**Dataset entries**
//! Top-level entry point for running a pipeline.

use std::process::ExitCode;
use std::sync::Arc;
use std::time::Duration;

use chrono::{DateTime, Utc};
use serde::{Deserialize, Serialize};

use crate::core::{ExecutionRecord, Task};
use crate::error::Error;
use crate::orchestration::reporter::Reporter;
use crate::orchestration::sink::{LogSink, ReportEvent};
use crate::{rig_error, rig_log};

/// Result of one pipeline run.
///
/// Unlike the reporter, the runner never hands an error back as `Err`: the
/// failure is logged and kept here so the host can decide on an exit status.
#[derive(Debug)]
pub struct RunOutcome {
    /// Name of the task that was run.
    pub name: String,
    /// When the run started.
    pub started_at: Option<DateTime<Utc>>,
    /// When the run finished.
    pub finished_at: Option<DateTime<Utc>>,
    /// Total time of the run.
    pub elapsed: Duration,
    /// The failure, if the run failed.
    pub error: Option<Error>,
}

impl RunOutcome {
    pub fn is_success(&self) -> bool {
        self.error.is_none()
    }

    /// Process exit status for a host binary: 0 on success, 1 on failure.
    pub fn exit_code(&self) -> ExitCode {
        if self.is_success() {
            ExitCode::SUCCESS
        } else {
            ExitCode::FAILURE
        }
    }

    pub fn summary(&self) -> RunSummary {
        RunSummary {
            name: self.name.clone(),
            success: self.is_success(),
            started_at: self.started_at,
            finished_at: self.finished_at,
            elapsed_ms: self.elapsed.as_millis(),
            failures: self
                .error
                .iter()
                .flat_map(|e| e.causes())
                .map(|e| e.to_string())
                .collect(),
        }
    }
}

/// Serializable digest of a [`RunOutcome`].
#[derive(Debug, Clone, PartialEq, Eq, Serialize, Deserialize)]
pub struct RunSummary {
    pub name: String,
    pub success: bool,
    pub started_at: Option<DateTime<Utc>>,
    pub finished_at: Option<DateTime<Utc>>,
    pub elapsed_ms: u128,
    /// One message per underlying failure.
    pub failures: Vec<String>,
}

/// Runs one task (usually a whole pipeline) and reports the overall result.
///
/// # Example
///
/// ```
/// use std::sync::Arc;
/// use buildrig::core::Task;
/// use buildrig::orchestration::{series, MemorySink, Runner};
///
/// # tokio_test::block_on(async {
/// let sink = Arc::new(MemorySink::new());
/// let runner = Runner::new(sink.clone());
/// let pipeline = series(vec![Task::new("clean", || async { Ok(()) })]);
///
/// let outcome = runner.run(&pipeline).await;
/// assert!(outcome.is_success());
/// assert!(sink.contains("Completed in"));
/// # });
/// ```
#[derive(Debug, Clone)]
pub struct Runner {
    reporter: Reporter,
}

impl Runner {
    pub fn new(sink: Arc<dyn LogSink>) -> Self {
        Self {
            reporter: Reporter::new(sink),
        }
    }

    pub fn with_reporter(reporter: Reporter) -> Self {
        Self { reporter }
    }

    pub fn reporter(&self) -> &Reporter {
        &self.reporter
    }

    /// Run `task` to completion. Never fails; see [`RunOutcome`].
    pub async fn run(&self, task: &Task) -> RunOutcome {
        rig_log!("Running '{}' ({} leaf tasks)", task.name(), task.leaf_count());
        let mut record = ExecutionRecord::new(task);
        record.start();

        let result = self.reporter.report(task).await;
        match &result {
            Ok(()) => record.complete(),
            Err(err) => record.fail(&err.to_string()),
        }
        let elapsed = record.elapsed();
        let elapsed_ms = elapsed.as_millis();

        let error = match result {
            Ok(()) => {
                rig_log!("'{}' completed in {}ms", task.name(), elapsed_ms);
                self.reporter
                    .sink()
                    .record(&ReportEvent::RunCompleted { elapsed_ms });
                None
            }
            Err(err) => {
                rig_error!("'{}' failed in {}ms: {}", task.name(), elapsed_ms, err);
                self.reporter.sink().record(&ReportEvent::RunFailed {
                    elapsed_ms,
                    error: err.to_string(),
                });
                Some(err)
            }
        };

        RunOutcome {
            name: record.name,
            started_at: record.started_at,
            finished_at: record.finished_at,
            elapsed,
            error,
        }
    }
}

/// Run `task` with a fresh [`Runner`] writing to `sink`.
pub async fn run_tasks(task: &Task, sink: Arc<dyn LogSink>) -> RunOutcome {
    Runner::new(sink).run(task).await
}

--

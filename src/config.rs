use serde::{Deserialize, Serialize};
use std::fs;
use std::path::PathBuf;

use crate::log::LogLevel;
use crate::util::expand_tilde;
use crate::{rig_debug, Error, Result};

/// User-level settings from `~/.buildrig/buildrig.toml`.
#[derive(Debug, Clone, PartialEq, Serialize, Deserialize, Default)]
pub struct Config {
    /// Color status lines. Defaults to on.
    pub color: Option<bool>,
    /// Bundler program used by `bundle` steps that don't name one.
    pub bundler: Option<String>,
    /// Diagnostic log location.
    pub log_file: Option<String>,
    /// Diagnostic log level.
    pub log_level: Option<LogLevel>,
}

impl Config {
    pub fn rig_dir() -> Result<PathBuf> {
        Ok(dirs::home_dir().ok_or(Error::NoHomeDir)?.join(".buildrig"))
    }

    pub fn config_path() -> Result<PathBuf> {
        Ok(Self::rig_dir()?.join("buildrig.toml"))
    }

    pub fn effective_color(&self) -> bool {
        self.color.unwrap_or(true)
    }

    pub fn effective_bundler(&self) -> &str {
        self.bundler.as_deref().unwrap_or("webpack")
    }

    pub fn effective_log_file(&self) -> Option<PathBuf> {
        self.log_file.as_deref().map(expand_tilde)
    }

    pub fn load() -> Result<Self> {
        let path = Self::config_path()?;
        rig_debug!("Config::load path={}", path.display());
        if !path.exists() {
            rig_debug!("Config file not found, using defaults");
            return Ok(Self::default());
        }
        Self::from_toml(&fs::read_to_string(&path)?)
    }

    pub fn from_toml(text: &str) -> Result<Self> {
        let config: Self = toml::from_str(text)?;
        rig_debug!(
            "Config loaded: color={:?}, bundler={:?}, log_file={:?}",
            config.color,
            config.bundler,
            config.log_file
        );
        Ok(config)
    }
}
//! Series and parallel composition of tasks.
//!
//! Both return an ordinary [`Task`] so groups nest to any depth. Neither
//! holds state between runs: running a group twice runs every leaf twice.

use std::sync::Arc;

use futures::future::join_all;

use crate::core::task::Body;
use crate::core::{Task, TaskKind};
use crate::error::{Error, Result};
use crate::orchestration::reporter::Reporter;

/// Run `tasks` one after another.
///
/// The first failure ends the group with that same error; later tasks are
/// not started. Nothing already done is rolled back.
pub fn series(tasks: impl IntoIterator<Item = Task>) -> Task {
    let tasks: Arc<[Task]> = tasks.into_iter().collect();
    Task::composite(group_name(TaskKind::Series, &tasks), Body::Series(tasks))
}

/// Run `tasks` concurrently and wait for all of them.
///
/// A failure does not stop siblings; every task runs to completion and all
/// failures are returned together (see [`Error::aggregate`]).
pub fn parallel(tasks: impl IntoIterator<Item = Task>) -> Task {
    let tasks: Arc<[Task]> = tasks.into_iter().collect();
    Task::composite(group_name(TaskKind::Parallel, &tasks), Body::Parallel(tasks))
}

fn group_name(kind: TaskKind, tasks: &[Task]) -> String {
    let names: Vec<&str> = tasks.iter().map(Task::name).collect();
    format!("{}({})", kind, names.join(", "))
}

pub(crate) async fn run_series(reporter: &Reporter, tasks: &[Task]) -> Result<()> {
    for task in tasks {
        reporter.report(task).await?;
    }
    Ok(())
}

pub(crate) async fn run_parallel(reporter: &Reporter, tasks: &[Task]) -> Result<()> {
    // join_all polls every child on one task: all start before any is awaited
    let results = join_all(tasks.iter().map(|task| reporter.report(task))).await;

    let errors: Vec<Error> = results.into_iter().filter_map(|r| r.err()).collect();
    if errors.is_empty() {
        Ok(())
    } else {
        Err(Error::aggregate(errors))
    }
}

**EXERCISE**
Starting with the line above that holds "running a pipeline." and stopping with the line that holds "the run failed.", reproduce each line exactly, omitting all other lines.

**SOLUTION FOR THIS PROBLEM**
//! Top-level entry point for running a pipeline.

use std::process::ExitCode;
use std::sync::Arc;
use std::time::Duration;

use chrono::{DateTime, Utc};
use serde::{Deserialize, Serialize};

use crate::core::{ExecutionRecord, Task};
use crate::error::Error;
use crate::orchestration::reporter::Reporter;
use crate::orchestration::sink::{LogSink, ReportEvent};
use crate::{rig_error, rig_log};

/// Result of one pipeline run.
///
/// Unlike the reporter, the runner never hands an error back as `Err`: the
/// failure is logged and kept here so the host can decide on an exit status.
#[derive(Debug)]
pub struct RunOutcome {
    /// Name of the task that was run.
    pub name: String,
    /// When the run started.
    pub started_at: Option<DateTime<Utc>>,
    /// When the run finished.
    pub finished_at: Option<DateTime<Utc>>,
    /// Total time of the run.
    pub elapsed: Duration,
    /// The failure, if the run failed.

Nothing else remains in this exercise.